Stored data
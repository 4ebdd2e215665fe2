//! In-process `AgentStore`
//!
//! Backs the service and HTTP tests and local runs without Postgres.
//! A reputation unit holds the store-wide lock until it commits or drops,
//! so adjustments are serialized exactly like the row lock in Postgres.

use std::collections::{BTreeMap, HashMap};
use std::sync::atomic::{AtomicBool, Ordering};
use std::sync::Arc;

use async_trait::async_trait;
use chrono::{DateTime, Utc};
use tokio::sync::{Mutex, OwnedMutexGuard};

use super::agent_store::{AgentStore, ReputationUnit, StoreError};
use crate::models::{
    Agent, AgentFilter, AgentId, AgentStats, NewAgent, PageRequest, PendingRegistration,
    ReputationHistoryEntry, VerificationRecord, VerificationResult,
};

#[derive(Debug, Default)]
struct MemoryState {
    agents: BTreeMap<AgentId, Agent>,
    stats: HashMap<AgentId, AgentStats>,
    history: Vec<ReputationHistoryEntry>,
    verifications: Vec<VerificationRecord>,
    pending: HashMap<AgentId, PendingRegistration>,
    next_history_id: i64,
    next_verification_id: i64,
}

/// One-shot failure switches for exercising error paths
#[derive(Debug, Default)]
struct Faults {
    offline: AtomicBool,
    history_append: AtomicBool,
    mark_verified: AtomicBool,
}

#[derive(Debug, Clone, Default)]
pub struct InMemoryAgentStore {
    state: Arc<Mutex<MemoryState>>,
    faults: Arc<Faults>,
}

impl InMemoryAgentStore {
    pub fn new() -> Self {
        Self::default()
    }

    /// Every operation fails with `Unavailable` while set
    pub fn set_offline(&self, offline: bool) {
        self.faults.offline.store(offline, Ordering::SeqCst);
    }

    /// The next history append inside a reputation unit fails
    pub fn fail_next_history_append(&self) {
        self.faults.history_append.store(true, Ordering::SeqCst);
    }

    /// The next `mark_verified` call fails
    pub fn fail_next_mark_verified(&self) {
        self.faults.mark_verified.store(true, Ordering::SeqCst);
    }

    /// All pending registrations, for assertions
    pub async fn pending_registrations(&self) -> Vec<PendingRegistration> {
        let state = self.state.lock().await;
        state.pending.values().cloned().collect()
    }

    fn check_online(&self) -> Result<(), StoreError> {
        if self.faults.offline.load(Ordering::SeqCst) {
            return Err(StoreError::Unavailable("store offline".to_string()));
        }
        Ok(())
    }
}

fn take_fault(flag: &AtomicBool, what: &str) -> Result<(), StoreError> {
    if flag.swap(false, Ordering::SeqCst) {
        return Err(StoreError::Unavailable(format!("injected {what} failure")));
    }
    Ok(())
}

fn matches_filter(agent: &Agent, filter: &AgentFilter, now: DateTime<Utc>) -> bool {
    if agent.status != filter.status {
        return false;
    }
    if let Some(min) = filter.min_reputation {
        if agent.reputation_score < min {
            return false;
        }
    }
    if let Some(skill) = &filter.skill {
        if !agent.metadata.has_skill(skill) {
            return false;
        }
    }
    match filter.verified_since(now) {
        Some(since) => agent.last_verified.is_some_and(|at| at > since),
        None => true,
    }
}

#[async_trait]
impl AgentStore for InMemoryAgentStore {
    async fn ping(&self) -> Result<(), StoreError> {
        self.check_online()
    }

    async fn insert_agent(&self, agent: &NewAgent, at: DateTime<Utc>) -> Result<Agent, StoreError> {
        self.check_online()?;
        let mut state = self.state.lock().await;
        if state.agents.contains_key(&agent.agent_id) {
            return Err(StoreError::Conflict(format!(
                "Agent already exists: {}",
                agent.agent_id
            )));
        }

        let created = Agent {
            agent_id: agent.agent_id,
            owner: agent.owner.clone(),
            metadata: agent.metadata.clone(),
            reputation_score: 0,
            status: agent.status,
            last_verified: None,
            created_at: at,
        };
        state.agents.insert(agent.agent_id, created.clone());
        Ok(created)
    }

    async fn fetch_agent(&self, agent_id: &AgentId) -> Result<Option<Agent>, StoreError> {
        self.check_online()?;
        let state = self.state.lock().await;
        Ok(state.agents.get(agent_id).cloned())
    }

    async fn fetch_stats(&self, agent_id: &AgentId) -> Result<Option<AgentStats>, StoreError> {
        self.check_online()?;
        let state = self.state.lock().await;
        Ok(state.stats.get(agent_id).cloned())
    }

    async fn put_stats(&self, agent_id: &AgentId, stats: &AgentStats) -> Result<(), StoreError> {
        self.check_online()?;
        let mut state = self.state.lock().await;
        if !state.agents.contains_key(agent_id) {
            return Err(StoreError::AgentNotFound(*agent_id));
        }
        state.stats.insert(*agent_id, stats.clone());
        Ok(())
    }

    async fn list_agents(
        &self,
        filter: &AgentFilter,
        page: &PageRequest,
        now: DateTime<Utc>,
    ) -> Result<(Vec<(Agent, Option<AgentStats>)>, i64), StoreError> {
        self.check_online()?;
        let state = self.state.lock().await;

        // BTreeMap iteration is already agent_id ascending; the stable sort
        // keeps that as the tie-break
        let mut matching: Vec<&Agent> = state
            .agents
            .values()
            .filter(|agent| matches_filter(agent, filter, now))
            .collect();
        matching.sort_by(|a, b| b.reputation_score.cmp(&a.reputation_score));

        let total = matching.len() as i64;
        let rows = matching
            .into_iter()
            .skip(page.offset().try_into().unwrap_or(usize::MAX))
            .take(page.limit.try_into().unwrap_or(0))
            .map(|agent| (agent.clone(), state.stats.get(&agent.agent_id).cloned()))
            .collect();

        Ok((rows, total))
    }

    async fn recent_verifications(
        &self,
        agent_id: &AgentId,
        limit: i64,
    ) -> Result<Vec<VerificationRecord>, StoreError> {
        self.check_online()?;
        let state = self.state.lock().await;
        let mut records: Vec<VerificationRecord> = state
            .verifications
            .iter()
            .filter(|r| &r.agent_id == agent_id)
            .cloned()
            .collect();
        records.sort_by(|a, b| b.timestamp.cmp(&a.timestamp).then(b.id.cmp(&a.id)));
        records.truncate(limit.try_into().unwrap_or(0));
        Ok(records)
    }

    async fn reputation_history(
        &self,
        agent_id: &AgentId,
        limit: i64,
    ) -> Result<Vec<ReputationHistoryEntry>, StoreError> {
        self.check_online()?;
        let state = self.state.lock().await;
        let mut entries: Vec<ReputationHistoryEntry> = state
            .history
            .iter()
            .filter(|e| &e.agent_id == agent_id)
            .cloned()
            .collect();
        entries.sort_by(|a, b| b.timestamp.cmp(&a.timestamp).then(b.id.cmp(&a.id)));
        entries.truncate(limit.try_into().unwrap_or(0));
        Ok(entries)
    }

    async fn begin_reputation_unit(
        &self,
        agent_id: &AgentId,
    ) -> Result<Option<Box<dyn ReputationUnit>>, StoreError> {
        self.check_online()?;
        let guard = Arc::clone(&self.state).lock_owned().await;

        let Some(current_score) = guard.agents.get(agent_id).map(|a| a.reputation_score) else {
            return Ok(None);
        };

        Ok(Some(Box::new(MemoryReputationUnit {
            guard,
            faults: Arc::clone(&self.faults),
            agent_id: *agent_id,
            current_score,
            staged_score: None,
            staged_history: Vec::new(),
        })))
    }

    async fn insert_verification(
        &self,
        agent_id: &AgentId,
        result: &VerificationResult,
        at: DateTime<Utc>,
    ) -> Result<VerificationRecord, StoreError> {
        self.check_online()?;
        let mut state = self.state.lock().await;
        if !state.agents.contains_key(agent_id) {
            return Err(StoreError::AgentNotFound(*agent_id));
        }

        state.next_verification_id += 1;
        let record = VerificationRecord {
            id: state.next_verification_id,
            agent_id: *agent_id,
            score: result.score,
            passed: result.passed,
            report_uri: result.report_uri.clone(),
            checks: result.checks.clone(),
            timestamp: at,
        };
        state.verifications.push(record.clone());
        Ok(record)
    }

    async fn mark_verified(&self, agent_id: &AgentId, at: DateTime<Utc>) -> Result<(), StoreError> {
        self.check_online()?;
        take_fault(&self.faults.mark_verified, "mark_verified")?;
        let mut state = self.state.lock().await;
        let agent = state
            .agents
            .get_mut(agent_id)
            .ok_or(StoreError::AgentNotFound(*agent_id))?;
        agent.last_verified = Some(at);
        Ok(())
    }

    async fn insert_pending_registration(
        &self,
        registration: &PendingRegistration,
    ) -> Result<(), StoreError> {
        self.check_online()?;
        let mut state = self.state.lock().await;
        let agent_id = registration.agent_id;
        if state.agents.contains_key(&agent_id) {
            return Err(StoreError::Conflict(format!(
                "Agent already registered: {agent_id}"
            )));
        }
        if state.pending.contains_key(&agent_id) {
            return Err(StoreError::Conflict(format!(
                "Registration already pending: {agent_id}"
            )));
        }
        state.pending.insert(agent_id, registration.clone());
        Ok(())
    }
}

/// Writes are staged and only applied on commit
struct MemoryReputationUnit {
    guard: OwnedMutexGuard<MemoryState>,
    faults: Arc<Faults>,
    agent_id: AgentId,
    current_score: i32,
    staged_score: Option<i32>,
    staged_history: Vec<ReputationHistoryEntry>,
}

#[async_trait]
impl ReputationUnit for MemoryReputationUnit {
    fn agent_id(&self) -> &AgentId {
        &self.agent_id
    }

    fn current_score(&self) -> i32 {
        self.current_score
    }

    async fn write_score(&mut self, score: i32) -> Result<(), StoreError> {
        self.staged_score = Some(score);
        Ok(())
    }

    async fn append_history(
        &mut self,
        score: i32,
        delta: i64,
        reason: &str,
        at: DateTime<Utc>,
    ) -> Result<ReputationHistoryEntry, StoreError> {
        take_fault(&self.faults.history_append, "history append")?;

        let entry = ReputationHistoryEntry {
            id: self.guard.next_history_id + self.staged_history.len() as i64 + 1,
            agent_id: self.agent_id,
            score,
            delta,
            reason: reason.to_string(),
            timestamp: at,
        };
        self.staged_history.push(entry.clone());
        Ok(entry)
    }

    async fn commit(self: Box<Self>) -> Result<(), StoreError> {
        let MemoryReputationUnit {
            mut guard,
            agent_id,
            staged_score,
            staged_history,
            ..
        } = *self;

        if let Some(score) = staged_score {
            let agent = guard
                .agents
                .get_mut(&agent_id)
                .ok_or(StoreError::AgentNotFound(agent_id))?;
            agent.reputation_score = score;
        }
        guard.next_history_id += staged_history.len() as i64;
        guard.history.extend(staged_history);
        Ok(())
    }
}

Exercise prompt.
Which lines belong in the answer? Exactly those from the first line of the entries through the line holding "use std::sync::Arc;", inclusive, copied unchanged.

Answer section.
repository 4ebdd2e215665fe2
//! In-process `AgentStore`
//!
//! Backs the service and HTTP tests and local runs without Postgres.
//! A reputation unit holds the store-wide lock until it commits or drops,
//! so adjustments are serialized exactly like the row lock in Postgres.

use std::collections::{BTreeMap, HashMap};
use std::sync::atomic::{AtomicBool, Ordering};
use std::sync::Arc;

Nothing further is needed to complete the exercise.